» What to produce:
Every line below that holds the string "LengthMismatch" should be copied.
[Extracted records Boundary: Start]
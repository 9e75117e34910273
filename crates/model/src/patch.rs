//! A patch of ground where species compete for light.
//!
//! The patch is the [`OdeSystem`] the solver integrates. Its state is the
//! concatenation of every species' state, in the order the species were
//! configured. Computing derivatives follows a fixed sequence:
//!
//! 1. write the trial state into every plant
//! 2. if the state changed, refit the light environment to the new canopy
//! 3. compute every unit's rates under that light environment
//! 4. read the rates back out
//!
//! Canopy openness at height `z` is Beer's law over the leaf area above `z`:
//!
//! ```text
//! E(z) = exp(−c_ext · Σ weight · leaf_area · Q(z, height) / patch_area)
//! ```

use std::mem;

use canopy_core::{Functor, OdeState, OdeSystem};
use canopy_solvers::{ode, quadrature};

use crate::{
    CohortRecord, ConfigError, Error, LightEnvironment, LightState, Parameters, Species,
};

#[derive(Debug, Clone)]
pub struct Patch {
    c_ext: f64,
    patch_area: f64,
    quadrature: quadrature::Config,
    light_config: canopy_spline::Config,
    species: Vec<Species>,
    light_environment: LightEnvironment,
    light_state: LightState,
    light_rebuilds: usize,
    solver: ode::Solver,
}

impl Patch {
    /// Builds an empty patch from validated `parameters`.
    ///
    /// # Errors
    ///
    /// Returns an error if any parameter is invalid or a species' rate
    /// surrogate cannot be fitted.
    pub fn new(parameters: Parameters) -> Result<Self, Error> {
        parameters.validate()?;
        let control = parameters.control;
        let quadrature = control.quadrature_config()?;
        let solver = ode::Solver::new(control.ode_config()?).map_err(ConfigError::from)?;
        let species = parameters
            .species
            .iter()
            .map(|species| Species::from_parameters(species, quadrature))
            .collect::<Result<Vec<_>, _>>()?;

        Ok(Self {
            c_ext: parameters.c_ext,
            patch_area: parameters.patch_area,
            quadrature,
            light_config: control.light_environment,
            species,
            light_environment: LightEnvironment::full_light(),
            light_state: LightState::Stale,
            light_rebuilds: 0,
            solver,
        })
    }

    /// Number of species.
    #[must_use]
    pub fn len(&self) -> usize {
        self.species.len()
    }

    #[must_use]
    pub fn is_empty(&self) -> bool {
        self.species.is_empty()
    }

    /// Current solver time.
    #[must_use]
    pub fn time(&self) -> f64 {
        self.solver.time()
    }

    #[must_use]
    pub fn c_ext(&self) -> f64 {
        self.c_ext
    }

    #[must_use]
    pub fn patch_area(&self) -> f64 {
        self.patch_area
    }

    /// The species at `idx`.
    ///
    /// # Errors
    ///
    /// Returns [`Error::NoSuchSpecies`] if `idx` is out of range.
    pub fn species(&self, idx: usize) -> Result<&Species, Error> {
        self.species.get(idx).ok_or(Error::NoSuchSpecies {
            idx,
            len: self.species.len(),
        })
    }

    fn species_mut(&mut self, idx: usize) -> Result<&mut Species, Error> {
        let len = self.species.len();
        self.species
            .get_mut(idx)
            .ok_or(Error::NoSuchSpecies { idx, len })
    }

    /// Adds `n` seeds to species `idx`.
    ///
    /// # Errors
    ///
    /// Returns [`Error::NoSuchSpecies`] if `idx` is out of range.
    pub fn add_seeds(&mut self, idx: usize, n: usize) -> Result<(), Error> {
        self.species_mut(idx)?.add_seeds(n);
        self.light_state = LightState::Stale;
        Ok(())
    }

    /// Leaf mass of every unit of species `idx`.
    ///
    /// # Errors
    ///
    /// Returns [`Error::NoSuchSpecies`] if `idx` is out of range.
    pub fn mass_leaf(&self, idx: usize) -> Result<Vec<f64>, Error> {
        Ok(self.species(idx)?.mass_leaf())
    }

    /// Sets the leaf mass of every unit of species `idx`.
    ///
    /// # Errors
    ///
    /// Returns an error if `idx` is out of range or `values` does not have
    /// one entry per unit.
    pub fn set_mass_leaf(&mut self, values: &[f64], idx: usize) -> Result<(), Error> {
        self.species_mut(idx)?.set_mass_leaf(values)?;
        self.light_state = LightState::Stale;
        Ok(())
    }

    /// Snapshots of every unit of species `idx`.
    ///
    /// # Errors
    ///
    /// Returns [`Error::NoSuchSpecies`] if `idx` is out of range.
    pub fn cohorts(&self, idx: usize) -> Result<Vec<CohortRecord>, Error> {
        Ok(self.species(idx)?.records())
    }

    /// Height of the tallest plant in the patch.
    #[must_use]
    pub fn height_max(&self) -> f64 {
        self.species
            .iter()
            .map(Species::height_max)
            .fold(0.0, f64::max)
    }

    /// Canopy openness at `height`, computed from every plant directly.
    #[must_use]
    pub fn canopy_openness(&self, height: f64) -> f64 {
        let leaf_area: f64 = self
            .species
            .iter()
            .map(|species| species.leaf_area_above(height))
            .sum();
        (-self.c_ext * leaf_area / self.patch_area).exp()
    }

    /// The light environment from the last rebuild.
    #[must_use]
    pub fn light_environment(&self) -> &LightEnvironment {
        &self.light_environment
    }

    #[must_use]
    pub fn light_state(&self) -> LightState {
        self.light_state
    }

    /// Number of times the light environment has been fitted.
    #[must_use]
    pub fn light_environment_rebuilds(&self) -> usize {
        self.light_rebuilds
    }

    /// Refits the light environment to the current canopy.
    ///
    /// # Errors
    ///
    /// Returns an error if canopy openness cannot be fitted.
    pub fn compute_light_environment(&mut self) -> Result<(), Error> {
        let height_max = self.height_max();
        let light_environment = LightEnvironment::fit(
            Functor::new(&*self, Self::canopy_openness),
            height_max,
            &self.light_config,
        )?;
        self.light_environment = light_environment;
        self.light_rebuilds += 1;
        self.light_state = LightState::Fresh;
        Ok(())
    }

    /// Updates every unit's rates, refitting the light environment first if
    /// it is stale.
    ///
    /// # Errors
    ///
    /// Returns an error if the light environment or any rate cannot be
    /// computed.
    pub fn compute_vars_phys(&mut self) -> Result<(), Error> {
        if self.light_state == LightState::Stale {
            self.compute_light_environment()?;
        }
        for species in &mut self.species {
            species.compute_vars_phys(&self.light_environment, &self.quadrature)?;
        }
        Ok(())
    }

    /// Derivatives at state `y`, leaving this patch untouched.
    ///
    /// # Errors
    ///
    /// Returns [`Error::LengthMismatch`] if `y` does not match the patch's
    /// state, or any error from computing rates.
    pub fn derivs_at(&self, time: f64, y: &[f64]) -> Result<Vec<f64>, Error> {
        let expected = self.ode_size();
        if y.len() != expected {
            return Err(Error::LengthMismatch {
                expected,
                got: y.len(),
            });
        }
        let mut scratch = self.clone();
        let mut dydt = vec![0.0; expected];
        scratch.derivs(time, y, &mut dydt)?;
        Ok(dydt)
    }

    /// Takes one error-controlled step and keeps the accepted state.
    ///
    /// Rates are recomputed at the accepted state, so [`Patch::cohorts`]
    /// reports rates that match the reported sizes. A failed step leaves the
    /// state and the clock where they were.
    ///
    /// # Errors
    ///
    /// Returns an error if rates cannot be computed or the step size
    /// collapses.
    pub fn step_deterministic(&mut self) -> Result<ode::Step, Error> {
        let mut solver = mem::take(&mut self.solver);
        let result = solver.step(self);
        self.solver = solver;
        let step = result.map_err(unwrap_system_error)?;
        self.compute_vars_phys()?;
        Ok(step)
    }

    /// Steps until `t_end`, then recomputes rates at the final state.
    ///
    /// # Errors
    ///
    /// Same conditions as [`Patch::step_deterministic`], plus the solver's
    /// step limit.
    pub fn advance(&mut self, t_end: f64) -> Result<ode::Solution, Error> {
        let mut solver = mem::take(&mut self.solver);
        let result = solver.advance(self, t_end, ());
        self.solver = solver;
        let solution = result.map_err(unwrap_system_error)?;
        self.compute_vars_phys()?;
        log::debug!(
            "advanced to t = {} in {} steps ({} rejected)",
            solution.time,
            solution.steps,
            solution.rejected
        );
        Ok(solution)
    }
}

/// Recovers a patch error that the solver boxed on its way out.
fn unwrap_system_error(err: ode::Error) -> Error {
    match err {
        ode::Error::System(source) => match source.downcast::<Error>() {
            Ok(err) => *err,
            Err(source) => Error::Solver(ode::Error::System(source)),
        },
        err => Error::Solver(err),
    }
}

impl OdeState for Patch {
    fn ode_size(&self) -> usize {
        self.species.ode_size()
    }

    /// Marks the light environment stale if any value changed.
    fn ode_values_set(&mut self, values: &[f64]) -> bool {
        let changed = self.species.ode_values_set(values);
        if changed {
            self.light_state = LightState::Stale;
        }
        changed
    }

    fn ode_values(&self, out: &mut [f64]) {
        self.species.ode_values(out);
    }

    fn ode_rates(&self, out: &mut [f64]) {
        self.species.ode_rates(out);
    }
}

impl OdeSystem for Patch {
    type Error = Error;

    fn derivs(&mut self, _time: f64, y: &[f64], dydt: &mut [f64]) -> Result<(), Self::Error> {
        self.ode_values_set(y);
        self.compute_vars_phys()?;
        self.ode_rates(dydt);
        Ok(())
    }
}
[Extracted records Boundary: End]
» Response area:
    /// Returns [`Error::LengthMismatch`] if `y` does not match the patch's
            return Err(Error::LengthMismatch {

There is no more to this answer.